You are definatly better off without this I recon!! Stay strong and don't take her back this time...her cheating was calculated!! She got caught out but would she still be doing it if you hadn't caught her. You deserve better


----------



## Matt*2010 (Nov 5, 2011)

Cheers Lou 

We all make mistakes and mine was her, glad I found out as soon as it happened and not 6 months down the line!

Would never have thought she would have done me over like this more so because I'm out of her league :lol:


----------



## FreshPrince88 (Apr 2, 2012)

Each to their own I suppose, But No I would not forgive, I am always of the opinion that if my girl done that once and got away with it then she would do it again, Also you have to ask yourself that there must be something wrong in the first place if she has it in her head to do that


----------



## cudsyaj (Jul 5, 2011)

been cheated on and also been the cheater... sh!t both sides


----------



## Chelsea (Sep 19, 2009)

Lou Lou said:


> You are definatly better off without this I recon!! Stay strong and don't take her back this time...her cheating was calculated!! *She got caught out but would she still be doing it if you hadn't caught her*. You deserve better


Exactly! Its not like it was a random, it was premeditated.

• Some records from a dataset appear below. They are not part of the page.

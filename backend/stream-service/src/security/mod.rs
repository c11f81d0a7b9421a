//! Request authenticity: provider webhook signatures and HS256 tokens

pub mod access_token;
pub mod webhook_signature;

pub use access_token::{IssuedToken, TokenService};
pub use webhook_signature::{sign, SignatureError, WebhookVerifier, SIGNATURE_HEADER};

Defo better off without her.


----------



## Paul R (Oct 1, 2012)

Old thread. Just caught my wife out. She snagged some bloke on Thursday. She admitted it today. Don't know what I'm going to do. We have 3 kids too.

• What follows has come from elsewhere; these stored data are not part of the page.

//! PostgreSQL implementation of the persistence adapter

use async_trait::async_trait;
use chrono::{DateTime, Utc};
use sqlx::types::Json;
use sqlx::{PgConnection, PgPool, Postgres, Transaction};
use uuid::Uuid;

use super::{StreamStore, StreamTransaction};
use crate::error::{AppError, Result};
use crate::models::{
    EncodingProfile, IntentOperation, IntentOutcome, MultistreamTarget, Page, Stream,
    StreamIntent, TargetIngest,
};

const STREAM_COLUMNS: &str = "id, project_id, remote_id, playback_id, stream_key, title, \
     description, visibility, profiles, status, schedule_date, version, created_at, updated_at";

const TARGET_COLUMNS: &str =
    "id, stream_id, platform, profile, video_only, ingest_name, ingest_url, stream_key, created_at";

const INTENT_COLUMNS: &str =
    "id, stream_id, operation, remote_id, attempts, last_error, created_at, resolved_at, outcome";

#[derive(sqlx::FromRow)]
struct StreamRow {
    id: Uuid,
    project_id: Uuid,
    remote_id: String,
    playback_id: String,
    stream_key: String,
    title: String,
    description: Option<String>,
    visibility: bool,
    profiles: Json<Vec<EncodingProfile>>,
    status: String,
    schedule_date: Option<DateTime<Utc>>,
    version: i64,
    created_at: DateTime<Utc>,
    updated_at: DateTime<Utc>,
}

impl StreamRow {
    fn into_stream(self, targets: Vec<MultistreamTarget>) -> Result<Stream> {
        Ok(Stream {
            id: self.id,
            project_id: self.project_id,
            remote_id: self.remote_id,
            playback_id: self.playback_id,
            stream_key: self.stream_key,
            title: self.title,
            description: self.description,
            visibility: self.visibility,
            profiles: self.profiles.0,
            status: self.status.parse().map_err(AppError::Internal)?,
            schedule_date: self.schedule_date,
            targets,
            version: self.version,
            created_at: self.created_at,
            updated_at: self.updated_at,
        })
    }
}

#[derive(sqlx::FromRow)]
struct TargetRow {
    id: Uuid,
    stream_id: Uuid,
    platform: String,
    profile: String,
    video_only: bool,
    ingest_name: String,
    ingest_url: String,
    stream_key: String,
    created_at: DateTime<Utc>,
}

impl TryFrom<TargetRow> for MultistreamTarget {
    type Error = AppError;

    fn try_from(row: TargetRow) -> Result<Self> {
        Ok(MultistreamTarget {
            id: row.id,
            stream_id: row.stream_id,
            platform: row.platform.parse().map_err(AppError::Internal)?,
            profile: row.profile,
            video_only: row.video_only,
            ingest: TargetIngest {
                name: row.ingest_name,
                url: row.ingest_url,
                stream_key: row.stream_key,
            },
            created_at: row.created_at,
        })
    }
}

#[derive(sqlx::FromRow)]
struct IntentRow {
    id: Uuid,
    stream_id: Uuid,
    operation: Json<IntentOperation>,
    remote_id: Option<String>,
    attempts: i32,
    last_error: Option<String>,
    created_at: DateTime<Utc>,
    resolved_at: Option<DateTime<Utc>>,
    outcome: Option<String>,
}

impl TryFrom<IntentRow> for StreamIntent {
    type Error = AppError;

    fn try_from(row: IntentRow) -> Result<Self> {
        Ok(StreamIntent {
            id: row.id,
            stream_id: row.stream_id,
            operation: row.operation.0,
            remote_id: row.remote_id,
            attempts: row.attempts,
            last_error: row.last_error,
            created_at: row.created_at,
            resolved_at: row.resolved_at,
            outcome: row
                .outcome
                .map(|o| o.parse::<IntentOutcome>())
                .transpose()
                .map_err(AppError::Internal)?,
        })
    }
}

fn is_unique_violation(err: &sqlx::Error) -> bool {
    matches!(err, sqlx::Error::Database(db) if db.code().as_deref() == Some("23505"))
}

async fn load_targets(conn: &mut PgConnection, stream_id: Uuid) -> Result<Vec<MultistreamTarget>> {
    let rows: Vec<TargetRow> = sqlx::query_as(&format!(
        "SELECT {TARGET_COLUMNS} FROM multistream_targets WHERE stream_id = $1 ORDER BY created_at"
    ))
    .bind(stream_id)
    .fetch_all(conn)
    .await?;

    rows.into_iter().map(MultistreamTarget::try_from).collect()
}

#[derive(Clone)]
pub struct PgStreamStore {
    pool: PgPool,
}

impl PgStreamStore {
    pub fn new(pool: PgPool) -> Self {
        Self { pool }
    }

    async fn with_targets(&self, row: Option<StreamRow>) -> Result<Option<Stream>> {
        match row {
            Some(row) => {
                let mut conn = self.pool.acquire().await?;
                let targets = load_targets(&mut conn, row.id).await?;
                Ok(Some(row.into_stream(targets)?))
            }
            None => Ok(None),
        }
    }
}

#[async_trait]
impl StreamStore for PgStreamStore {
    async fn begin(&self) -> Result<Box<dyn StreamTransaction>> {
        let tx = self.pool.begin().await?;
        Ok(Box::new(PgStreamTransaction { tx }))
    }

    async fn find_stream(&self, id: Uuid) -> Result<Option<Stream>> {
        let row: Option<StreamRow> =
            sqlx::query_as(&format!("SELECT {STREAM_COLUMNS} FROM streams WHERE id = $1"))
                .bind(id)
                .fetch_optional(&self.pool)
                .await?;
        self.with_targets(row).await
    }

    async fn find_by_remote_id(&self, remote_id: &str) -> Result<Option<Stream>> {
        let row: Option<StreamRow> = sqlx::query_as(&format!(
            "SELECT {STREAM_COLUMNS} FROM streams WHERE remote_id = $1"
        ))
        .bind(remote_id)
        .fetch_optional(&self.pool)
        .await?;
        self.with_targets(row).await
    }

    async fn list_by_project(&self, project_id: Uuid, page: Page) -> Result<(Vec<Stream>, i64)> {
        let rows: Vec<StreamRow> = sqlx::query_as(&format!(
            "SELECT {STREAM_COLUMNS} FROM streams \
             WHERE project_id = $1 AND status <> 'deleted' \
             ORDER BY created_at DESC LIMIT $2 OFFSET $3"
        ))
        .bind(project_id)
        .bind(page.limit as i64)
        .bind(page.offset())
        .fetch_all(&self.pool)
        .await?;

        let total: i64 = sqlx::query_scalar(
            "SELECT COUNT(*) FROM streams WHERE project_id = $1 AND status <> 'deleted'",
        )
        .bind(project_id)
        .fetch_one(&self.pool)
        .await?;

        let streams = rows
            .into_iter()
            .map(|row| row.into_stream(Vec::new()))
            .collect::<Result<Vec<_>>>()?;
        Ok((streams, total))
    }

    async fn record_intent(&self, intent: &StreamIntent) -> Result<()> {
        sqlx::query(
            "INSERT INTO stream_intents (id, stream_id, operation, remote_id, attempts, created_at) \
             VALUES ($1, $2, $3, $4, $5, $6)",
        )
        .bind(intent.id)
        .bind(intent.stream_id)
        .bind(Json(&intent.operation))
        .bind(&intent.remote_id)
        .bind(intent.attempts)
        .bind(intent.created_at)
        .execute(&self.pool)
        .await?;
        Ok(())
    }

    async fn set_intent_remote_id(&self, intent_id: Uuid, remote_id: &str) -> Result<()> {
        sqlx::query("UPDATE stream_intents SET remote_id = $2 WHERE id = $1")
            .bind(intent_id)
            .bind(remote_id)
            .execute(&self.pool)
            .await?;
        Ok(())
    }

    async fn resolve_intent(
        &self,
        intent_id: Uuid,
        outcome: IntentOutcome,
        error: Option<&str>,
    ) -> Result<()> {
        sqlx::query(
            "UPDATE stream_intents \
             SET resolved_at = NOW(), outcome = $2, last_error = COALESCE($3, last_error) \
             WHERE id = $1 AND resolved_at IS NULL",
        )
        .bind(intent_id)
        .bind(outcome.as_str())
        .bind(error)
        .execute(&self.pool)
        .await?;
        Ok(())
    }

    async fn record_intent_failure(&self, intent_id: Uuid, error: &str) -> Result<()> {
        sqlx::query(
            "UPDATE stream_intents SET attempts = attempts + 1, last_error = $2 WHERE id = $1",
        )
        .bind(intent_id)
        .bind(error)
        .execute(&self.pool)
        .await?;
        Ok(())
    }

    async fn stale_intents(
        &self,
        older_than: DateTime<Utc>,
        max_attempts: i32,
        limit: i64,
    ) -> Result<Vec<StreamIntent>> {
        let rows: Vec<IntentRow> = sqlx::query_as(&format!(
            "SELECT {INTENT_COLUMNS} FROM stream_intents \
             WHERE resolved_at IS NULL AND created_at < $1 AND attempts < $2 \
             ORDER BY created_at LIMIT $3"
        ))
        .bind(older_than)
        .bind(max_attempts)
        .bind(limit)
        .fetch_all(&self.pool)
        .await?;

        rows.into_iter().map(StreamIntent::try_from).collect()
    }

    async fn find_intent(&self, intent_id: Uuid) -> Result<Option<StreamIntent>> {
        let row: Option<IntentRow> = sqlx::query_as(&format!(
            "SELECT {INTENT_COLUMNS} FROM stream_intents WHERE id = $1"
        ))
        .bind(intent_id)
        .fetch_optional(&self.pool)
        .await?;

        row.map(StreamIntent::try_from).transpose()
    }
}

pub struct PgStreamTransaction {
    tx: Transaction<'static, Postgres>,
}

#[async_trait]
impl StreamTransaction for PgStreamTransaction {
    async fn lock_stream(&mut self, id: Uuid) -> Result<Option<Stream>> {
        let row: Option<StreamRow> = sqlx::query_as(&format!(
            "SELECT {STREAM_COLUMNS} FROM streams WHERE id = $1 FOR UPDATE"
        ))
        .bind(id)
        .fetch_optional(&mut *self.tx)
        .await?;

        match row {
            Some(row) => {
                let targets = load_targets(&mut self.tx, id).await?;
                Ok(Some(row.into_stream(targets)?))
            }
            None => Ok(None),
        }
    }

    async fn insert_stream(&mut self, stream: &Stream) -> Result<()> {
        sqlx::query(
            "INSERT INTO streams (id, project_id, remote_id, playback_id, stream_key, title, \
             description, visibility, profiles, status, schedule_date, version, created_at, updated_at) \
             VALUES ($1, $2, $3, $4, $5, $6, $7, $8, $9, $10, $11, $12, $13, $14)",
        )
        .bind(stream.id)
        .bind(stream.project_id)
        .bind(&stream.remote_id)
        .bind(&stream.playback_id)
        .bind(&stream.stream_key)
        .bind(&stream.title)
        .bind(&stream.description)
        .bind(stream.visibility)
        .bind(Json(&stream.profiles))
        .bind(stream.status.as_str())
        .bind(stream.schedule_date)
        .bind(stream.version)
        .bind(stream.created_at)
        .bind(stream.updated_at)
        .execute(&mut *self.tx)
        .await
        .map_err(|e| {
            if is_unique_violation(&e) {
                AppError::Conflict(format!("remote stream {} is already registered", stream.remote_id))
            } else {
                AppError::from(e)
            }
        })?;
        Ok(())
    }

    async fn update_stream(&mut self, stream: &Stream) -> Result<i64> {
        let version: Option<i64> = sqlx::query_scalar(
            "UPDATE streams SET title = $3, description = $4, visibility = $5, profiles = $6, \
             status = $7, schedule_date = $8, updated_at = $9, version = version + 1 \
             WHERE id = $1 AND version = $2 \
             RETURNING version",
        )
        .bind(stream.id)
        .bind(stream.version)
        .bind(&stream.title)
        .bind(&stream.description)
        .bind(stream.visibility)
        .bind(Json(&stream.profiles))
        .bind(stream.status.as_str())
        .bind(stream.schedule_date)
        .bind(stream.updated_at)
        .fetch_optional(&mut *self.tx)
        .await?;

        version.ok_or_else(|| {
            AppError::Conflict(format!(
                "stream {} was modified concurrently (expected version {})",
                stream.id, stream.version
            ))
        })
    }

    async fn insert_target(&mut self, target: &MultistreamTarget) -> Result<()> {
        sqlx::query(&format!(
            "INSERT INTO multistream_targets ({TARGET_COLUMNS}) \
             VALUES ($1, $2, $3, $4, $5, $6, $7, $8, $9)"
        ))
        .bind(target.id)
        .bind(target.stream_id)
        .bind(target.platform.as_str())
        .bind(&target.profile)
        .bind(target.video_only)
        .bind(&target.ingest.name)
        .bind(&target.ingest.url)
        .bind(&target.ingest.stream_key)
        .bind(target.created_at)
        .execute(&mut *self.tx)
        .await
        .map_err(|e| {
            if is_unique_violation(&e) {
                AppError::Conflict(format!("{} is already attached", target.platform))
            } else {
                AppError::from(e)
            }
        })?;
        Ok(())
    }

    async fn commit(self: Box<Self>) -> Result<()> {
        self.tx.commit().await?;
        Ok(())
    }

    async fn rollback(self: Box<Self>) -> Result<()> {
        self.tx.rollback().await?;
        Ok(())
    }
}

Feel so ill, disapoonted, sickenned and shocked that she could do this.


----------



## dbaird (Sep 2, 2012)

snogged? forget about it! if she disappeared for the night and came home with no knickers then make an issue.

I am very liberal though... My values may not meet yours


----------



## Paul R (Oct 1, 2012)

dbaird said:


> snogged? forget about it! if she disappeared for the night and came home with no knickers then make an issue.
> 
> I am very liberal though... My values may not meet yours


Shagged - auto correct fail.


----------



## dbaird (Sep 2, 2012)

I was going to like the auto correct part but... **** dude..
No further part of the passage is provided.